What you are asked to do: Every entry should be copied exactly, with nothing added or dropped.

** Data shown follows **

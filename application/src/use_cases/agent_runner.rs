//! Agent runner
//!
//! Invokes the generation backend for one agent, validates the structured
//! response and keeps the agent's status and the message log in step.

use super::run_context::RunScope;
use crate::ports::generation::{GenerationError, GenerationService};
use buildcrew_domain::{
    AgentRole, AgentStatus, BuildPromptTemplate, DomainError, MessageDraft, MessageSender,
    StructuredOutput,
};
use std::sync::Arc;
use thiserror::Error;
use tracing::{debug, info, warn};

/// Errors raised by a single agent call
#[derive(Error, Debug, Clone, PartialEq, Eq)]
pub enum AgentError {
    #[error("{role} generation failed: {source}")]
    Generation {
        role: AgentRole,
        #[source]
        source: GenerationError,
    },

    #[error("{role} returned a malformed payload: {reason}")]
    Malformation { role: AgentRole, reason: String },

    #[error("{role} state error: {source}")]
    State {
        role: AgentRole,
        #[source]
        source: DomainError,
    },
}

impl AgentError {
    pub fn role(&self) -> AgentRole {
        match self {
            AgentError::Generation { role, .. }
            | AgentError::Malformation { role, .. }
            | AgentError::State { role, .. } => *role,
        }
    }

    pub fn is_malformation(&self) -> bool {
        matches!(self, AgentError::Malformation { .. })
    }
}

/// One request to an agent
#[derive(Debug, Clone)]
pub struct AgentRequest {
    pub role: AgentRole,
    /// Short description of the task, used in the task message
    pub task: String,
    /// Role-specific prompt, without the response shape
    pub prompt: String,
    /// Progress reported when the agent starts working
    pub initial_progress: u8,
}

impl AgentRequest {
    pub fn new(role: AgentRole, task: impl Into<String>, prompt: impl Into<String>) -> Self {
        Self {
            role,
            task: task.into(),
            prompt: prompt.into(),
            initial_progress: 0,
        }
    }

    pub fn with_initial_progress(mut self, progress: u8) -> Self {
        self.initial_progress = progress;
        self
    }
}

/// Runs agent calls against a [`GenerationService`]
pub struct AgentRunner<G: GenerationService + 'static> {
    generation: Arc<G>,
}

impl<G: GenerationService + 'static> Clone for AgentRunner<G> {
    fn clone(&self) -> Self {
        Self {
            generation: Arc::clone(&self.generation),
        }
    }
}

impl<G: GenerationService + 'static> AgentRunner<G> {
    pub fn new(generation: Arc<G>) -> Self {
        Self { generation }
    }

    /// Run one complete agent phase.
    ///
    /// `Idle -> Working(initial) -> Completed(100)` on success, with a
    /// response message summarising the result. On failure the agent ends
    /// in `Error` and an error message is appended before returning.
    pub async fn execute<T: StructuredOutput>(
        &self,
        scope: &RunScope,
        request: AgentRequest,
    ) -> Result<T, AgentError> {
        let role = request.role;
        Self::transition(scope, role, AgentStatus::Working, request.initial_progress)?;

        let result: T = self.call(scope, &request).await?;

        Self::transition(scope, role, AgentStatus::Completed, 100)?;
        scope.append(MessageDraft::response(role, result.summary()));
        info!("{} completed: {}", role, result.summary());
        Ok(result)
    }

    /// Run one step of a multi-call phase.
    ///
    /// The caller owns the agent's `Working` status and progress; only a
    /// failure changes the status here.
    pub async fn generate_step<T: StructuredOutput>(
        &self,
        scope: &RunScope,
        request: AgentRequest,
    ) -> Result<T, AgentError> {
        let result: T = self.call(scope, &request).await?;
        scope.append(MessageDraft::response(request.role, result.summary()));
        debug!("{} step done: {}", request.role, result.summary());
        Ok(result)
    }

    /// Mark an agent failed and log the error message
    pub fn fail(scope: &RunScope, error: &AgentError) {
        let role = error.role();
        if let Err(e) = scope.transition(role, AgentStatus::Error, scope.agent(role).progress) {
            warn!("Could not mark {} as failed: {}", role, e);
        }
        scope.append(MessageDraft::error(role, error.to_string()));
    }

    async fn call<T: StructuredOutput>(
        &self,
        scope: &RunScope,
        request: &AgentRequest,
    ) -> Result<T, AgentError> {
        let role = request.role;
        let shape = T::shape();

        scope.append(MessageDraft::task(MessageSender::System, request.task.clone()).to(role));
        debug!("{} generating '{}'", role, shape.name);

        let prompt = BuildPromptTemplate::with_shape(&request.prompt, shape.description);
        let outcome = match self.generation.generate_structured(&prompt, &shape).await {
            Ok(value) => shape.parse::<T>(value).map_err(|e| AgentError::Malformation {
                role,
                reason: e.to_string(),
            }),
            Err(GenerationError::MalformedResponse(reason)) => {
                Err(AgentError::Malformation { role, reason })
            }
            Err(source) => Err(AgentError::Generation { role, source }),
        };

        if let Err(error) = &outcome {
            warn!("{} failed: {}", role, error);
            Self::fail(scope, error);
        }
        outcome
    }

    fn transition(
        scope: &RunScope,
        role: AgentRole,
        status: AgentStatus,
        progress: u8,
    ) -> Result<(), AgentError> {
        scope
            .transition(role, status, progress)
            .map(|_| ())
            .map_err(|source| AgentError::State { role, source })
    }
}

** End of Data shown **

Response area:
filename application/src/use_cases/agent_runner.rs
//! Agent runner
//!
//! Invokes the generation backend for one agent, validates the structured
//! response and keeps the agent's status and the message log in step.

use super::run_context::RunScope;
use crate::ports::generation::{GenerationError, GenerationService};
use buildcrew_domain::{
    AgentRole, AgentStatus, BuildPromptTemplate, DomainError, MessageDraft, MessageSender,
    StructuredOutput,
};
use std::sync::Arc;
use thiserror::Error;
use tracing::{debug, info, warn};

/// Errors raised by a single agent call
#[derive(Error, Debug, Clone, PartialEq, Eq)]
pub enum AgentError {
    #[error("{role} generation failed: {source}")]
    Generation {
        role: AgentRole,
        #[source]
        source: GenerationError,
    },

    #[error("{role} returned a malformed payload: {reason}")]
    Malformation { role: AgentRole, reason: String },

    #[error("{role} state error: {source}")]
    State {
        role: AgentRole,
        #[source]
        source: DomainError,
    },
}

impl AgentError {
    pub fn role(&self) -> AgentRole {
        match self {
            AgentError::Generation { role, .. }
            | AgentError::Malformation { role, .. }
            | AgentError::State { role, .. } => *role,
        }
    }

    pub fn is_malformation(&self) -> bool {
        matches!(self, AgentError::Malformation { .. })
    }
}

/// One request to an agent
#[derive(Debug, Clone)]
pub struct AgentRequest {
    pub role: AgentRole,
    /// Short description of the task, used in the task message
    pub task: String,
    /// Role-specific prompt, without the response shape
    pub prompt: String,
    /// Progress reported when the agent starts working
    pub initial_progress: u8,
}

impl AgentRequest {
    pub fn new(role: AgentRole, task: impl Into<String>, prompt: impl Into<String>) -> Self {
        Self {
            role,
            task: task.into(),
            prompt: prompt.into(),
            initial_progress: 0,
        }
    }

    pub fn with_initial_progress(mut self, progress: u8) -> Self {
        self.initial_progress = progress;
        self
    }
}

/// Runs agent calls against a [`GenerationService`]
pub struct AgentRunner<G: GenerationService + 'static> {
    generation: Arc<G>,
}

impl<G: GenerationService + 'static> Clone for AgentRunner<G> {
    fn clone(&self) -> Self {
        Self {
            generation: Arc::clone(&self.generation),
        }
    }
}

impl<G: GenerationService + 'static> AgentRunner<G> {
    pub fn new(generation: Arc<G>) -> Self {
        Self { generation }
    }

    /// Run one complete agent phase.
    ///
    /// `Idle -> Working(initial) -> Completed(100)` on success, with a
    /// response message summarising the result. On failure the agent ends
    /// in `Error` and an error message is appended before returning.
    pub async fn execute<T: StructuredOutput>(
        &self,
        scope: &RunScope,
        request: AgentRequest,
    ) -> Result<T, AgentError> {
        let role = request.role;
        Self::transition(scope, role, AgentStatus::Working, request.initial_progress)?;

        let result: T = self.call(scope, &request).await?;

        Self::transition(scope, role, AgentStatus::Completed, 100)?;
        scope.append(MessageDraft::response(role, result.summary()));
        info!("{} completed: {}", role, result.summary());
        Ok(result)
    }

    /// Run one step of a multi-call phase.
    ///
    /// The caller owns the agent's `Working` status and progress; only a
    /// failure changes the status here.
    pub async fn generate_step<T: StructuredOutput>(
        &self,
        scope: &RunScope,
        request: AgentRequest,
    ) -> Result<T, AgentError> {
        let result: T = self.call(scope, &request).await?;
        scope.append(MessageDraft::response(request.role, result.summary()));
        debug!("{} step done: {}", request.role, result.summary());
        Ok(result)
    }

    /// Mark an agent failed and log the error message
    pub fn fail(scope: &RunScope, error: &AgentError) {
        let role = error.role();
        if let Err(e) = scope.transition(role, AgentStatus::Error, scope.agent(role).progress) {
            warn!("Could not mark {} as failed: {}", role, e);
        }
        scope.append(MessageDraft::error(role, error.to_string()));
    }

    async fn call<T: StructuredOutput>(
        &self,
        scope: &RunScope,
        request: &AgentRequest,
    ) -> Result<T, AgentError> {
        let role = request.role;
        let shape = T::shape();

        scope.append(MessageDraft::task(MessageSender::System, request.task.clone()).to(role));
        debug!("{} generating '{}'", role, shape.name);

        let prompt = BuildPromptTemplate::with_shape(&request.prompt, shape.description);
        let outcome = match self.generation.generate_structured(&prompt, &shape).await {
            Ok(value) => shape.parse::<T>(value).map_err(|e| AgentError::Malformation {
                role,
                reason: e.to_string(),
            }),
            Err(GenerationError::MalformedResponse(reason)) => {
                Err(AgentError::Malformation { role, reason })
            }
            Err(source) => Err(AgentError::Generation { role, source }),
        };

        if let Err(error) = &outcome {
            warn!("{} failed: {}", role, error);
            Self::fail(scope, error);
        }
        outcome
    }

    fn transition(
        scope: &RunScope,
        role: AgentRole,
        status: AgentStatus,
        progress: u8,
    ) -> Result<(), AgentError> {
        scope
            .transition(role, status, progress)
            .map(|_| ())
            .map_err(|source| AgentError::State { role, source })
    }
}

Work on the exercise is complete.